The real-world commercial application of aqueous zinc-ion batteries (AZIBs) is retarded by the poor stability of Zn anode in aqueous solutions, resulting in annoying dendrite growth and intricate side reactions. Herein, the KI-CHOP polymer with rich hydroxyl groups is decorated on the Zn anode surface to rationally construct a solid-state ion-regulating interface. Combing with elaborate experiments and theoretical calculations, the tremendous zincophilic nucleation sites exposed on the KI-CHOP layer could homogenize the Zn²⁺ flux passing through the interface and decrease the desolvation barrier of hydrated Zn²⁺, thus speeding up deposition kinetics. Furthermore, the KI-CHOP coating could serve as a hydrogen-bond breaker to construct a lean-water interface thereby suppressing the parasitic side reactions.
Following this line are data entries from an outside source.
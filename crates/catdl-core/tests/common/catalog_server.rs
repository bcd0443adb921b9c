//! Minimal HTTP/1.1 catalog server for integration tests.
//!
//! Serves a root page linking the newest item, one page per item (with or
//! without a "Download:" row), and the download files themselves. Downloads
//! require the item page as `Referer`. Every request is logged so tests can
//! assert which URLs were hit.

use std::collections::HashMap;
use std::io::{Read, Write};
use std::net::{TcpListener, TcpStream};
use std::sync::{Arc, Mutex};
use std::thread;

#[derive(Debug, Clone)]
pub struct ItemFixture {
    /// Whether the item page carries a download link.
    pub has_link: bool,
    /// Raw `Content-Disposition` value sent with the file.
    pub content_disposition: String,
    pub body: Vec<u8>,
    /// Bytes actually sent before closing (None = whole body).
    pub truncate_to: Option<usize>,
    /// Answer the first N download requests with 503.
    pub failures_before_success: u32,
    /// Serve the item page in ISO-8859-1 with a non-ASCII publisher name.
    pub latin1_page: bool,
}

impl ItemFixture {
    pub fn file(name: &str, body: Vec<u8>) -> Self {
        Self {
            has_link: true,
            content_disposition: format!("attachment; filename=\"{}\"", name),
            body,
            truncate_to: None,
            failures_before_success: 0,
            latin1_page: false,
        }
    }

    pub fn without_link() -> Self {
        Self {
            has_link: false,
            content_disposition: String::new(),
            body: Vec::new(),
            truncate_to: None,
            failures_before_success: 0,
            latin1_page: false,
        }
    }
}

#[derive(Debug, Clone)]
pub struct LoggedRequest {
    pub path: String,
    pub referer: Option<String>,
}

#[derive(Default)]
struct State {
    /// None = root page without the latest-item link.
    max_id: Option<u64>,
    items: HashMap<u64, ItemFixture>,
    download_attempts: HashMap<u64, u32>,
    log: Vec<LoggedRequest>,
}

pub struct CatalogServer {
    pub base_url: String,
    state: Arc<Mutex<State>>,
}

impl CatalogServer {
    /// Starts a server in a background thread. It runs until the process exits.
    pub fn start(max_id: Option<u64>, items: HashMap<u64, ItemFixture>) -> Self {
        let listener = TcpListener::bind("127.0.0.1:0").expect("bind");
        let port = listener.local_addr().unwrap().port();
        let base_url = format!("http://127.0.0.1:{}", port);
        let state = Arc::new(Mutex::new(State {
            max_id,
            items,
            ..State::default()
        }));
        let shared = Arc::clone(&state);
        let base = base_url.clone();
        thread::spawn(move || {
            for stream in listener.incoming().flatten() {
                let state = Arc::clone(&shared);
                let base = base.clone();
                thread::spawn(move || handle(stream, &state, &base));
            }
        });
        Self { base_url, state }
    }

    pub fn requests(&self) -> Vec<LoggedRequest> {
        self.state.lock().unwrap().log.clone()
    }

    /// Number of requests whose path starts with `prefix`.
    pub fn count(&self, prefix: &str) -> usize {
        self.requests()
            .iter()
            .filter(|r| r.path.starts_with(prefix))
            .count()
    }
}

/// Starts a TCP listener that accepts connections and never answers.
pub fn start_silent() -> String {
    let listener = TcpListener::bind("127.0.0.1:0").expect("bind");
    let port = listener.local_addr().unwrap().port();
    thread::spawn(move || {
        let mut held = Vec::new();
        for stream in listener.incoming().flatten() {
            held.push(stream);
        }
    });
    format!("http://127.0.0.1:{}", port)
}

fn handle(mut stream: TcpStream, state: &Mutex<State>, base: &str) {
    let _ = stream.set_read_timeout(Some(std::time::Duration::from_secs(2)));
    let _ = stream.set_write_timeout(Some(std::time::Duration::from_secs(5)));
    let mut buf = [0u8; 8192];
    let n = match stream.read(&mut buf) {
        Ok(0) | Err(_) => return,
        Ok(n) => n,
    };
    let request = match std::str::from_utf8(&buf[..n]) {
        Ok(s) => s,
        Err(_) => return,
    };
    let (path, referer) = parse_request(request);
    state.lock().unwrap().log.push(LoggedRequest {
        path: path.clone(),
        referer: referer.clone(),
    });

    if path == "/" {
        let max_id = state.lock().unwrap().max_id;
        let _ = write_html(&mut stream, 200, &root_page(max_id));
        return;
    }
    if let Some(id) = id_after(&path, "/book/") {
        let item = state.lock().unwrap().items.get(&id).cloned();
        let href = format!("/dl/{}", id);
        let link = item.as_ref().filter(|i| i.has_link).map(|_| href.as_str());
        let page = item_page(link);
        if item.is_some_and(|i| i.latin1_page) {
            let page = page.replace("Test Press", "\u{e9}ditions Test");
            let bytes: Vec<u8> = page.chars().map(|c| c as u8).collect();
            let _ = write_response(&mut stream, 200, "text/html; charset=iso-8859-1", &bytes);
        } else {
            let _ = write_html(&mut stream, 200, &page);
        }
        return;
    }
    if let Some(id) = id_after(&path, "/dl/") {
        let (item, attempt) = {
            let mut st = state.lock().unwrap();
            let attempt = {
                let n = st.download_attempts.entry(id).or_insert(0);
                *n += 1;
                *n
            };
            (st.items.get(&id).cloned(), attempt)
        };
        let Some(item) = item else {
            let _ = write_html(&mut stream, 404, "not found");
            return;
        };
        if referer.as_deref() != Some(format!("{}/book/{}", base, id).as_str()) {
            let _ = write_html(&mut stream, 403, "referer required");
            return;
        }
        if attempt <= item.failures_before_success {
            let _ = write_html(&mut stream, 503, "busy");
            return;
        }
        let sent = item.truncate_to.unwrap_or(item.body.len()).min(item.body.len());
        let head = format!(
            "HTTP/1.1 200 OK\r\nContent-Type: application/pdf\r\nContent-Length: {}\r\nContent-Disposition: {}\r\nConnection: close\r\n\r\n",
            item.body.len(),
            item.content_disposition
        );
        let _ = stream.write_all(head.as_bytes());
        let _ = stream.write_all(&item.body[..sent]);
        let _ = stream.flush();
        return;
    }
    let _ = write_html(&mut stream, 404, "not found");
}

fn write_html(stream: &mut TcpStream, status: u16, body: &str) -> std::io::Result<()> {
    write_response(stream, status, "text/html; charset=utf-8", body.as_bytes())
}

fn write_response(
    stream: &mut TcpStream,
    status: u16,
    content_type: &str,
    body: &[u8],
) -> std::io::Result<()> {
    let reason = match status {
        200 => "OK",
        403 => "Forbidden",
        404 => "Not Found",
        503 => "Service Unavailable",
        _ => "Unknown",
    };
    let head = format!(
        "HTTP/1.1 {} {}\r\nContent-Type: {}\r\nContent-Length: {}\r\nConnection: close\r\n\r\n",
        status,
        reason,
        content_type,
        body.len()
    );
    stream.write_all(head.as_bytes())?;
    stream.write_all(body)?;
    stream.flush()
}

fn root_page(max_id: Option<u64>) -> String {
    let newest = match max_id {
        Some(id) => format!(r#"<a href="/book/{}/">Newest</a>"#, id),
        None => "Newest".to_string(),
    };
    format!(
        r#"<html><body><table>
<tr><td>header</td></tr>
<tr><td>menu</td></tr>
<tr><td><table>
<tr><td><img src="/c.png"></td><td>{}</td></tr>
<tr><td><img src="/d.png"></td><td><a href="/book/1/">Oldest</a></td></tr>
</table></td></tr>
</table></body></html>"#,
        newest
    )
}

fn item_page(download_href: Option<&str>) -> String {
    let row = match download_href {
        Some(href) => format!(r#"<tr><td>Download:</td><td><a href="{}">file</a></td></tr>"#, href),
        None => String::new(),
    };
    format!(
        r#"<html><body><table><tr><td><div><table><tr><td><table>
<tr><td>Publisher:</td><td><a href="/publisher/1/">Test Press</a></td></tr>
{}
</table></td></tr></table></div></td></tr></table></body></html>"#,
        row
    )
}

fn id_after(path: &str, prefix: &str) -> Option<u64> {
    path.strip_prefix(prefix)?.trim_end_matches('/').parse().ok()
}

/// Returns (path, Referer header).
fn parse_request(request: &str) -> (String, Option<String>) {
    let mut path = String::new();
    let mut referer = None;
    for line in request.lines() {
        let line = line.trim();
        if line.is_empty() {
            break;
        }
        if path.is_empty() {
            path = line.split_whitespace().nth(1).unwrap_or("").to_string();
            continue;
        }
        if let Some((name, value)) = line.split_once(':') {
            if name.trim().eq_ignore_ascii_case("referer") {
                referer = Some(value.trim().to_string());
            }
        }
    }
    (path, referer)
}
As expected, as-obtained KI-CHOP@Zn symmetric cells could deliver ultra-long cyclability for over 2200 h at 1.0 mA cm⁻² with an area capacity of 1.0 mAh cm⁻² as well as excellent reversibility of repeated plating/stripping of Zn²⁺. Moreover, the KI-CHOP@Zn//MnO₂ full cells also exhibit exceptional long-term durability under 1.0 A g⁻¹ for 2000 cycles and rate performance. The KI-CHOP protective layer in this work paves an inspiration for multifunctional polymer coating and takes a step towards the real-world application for AZIBs.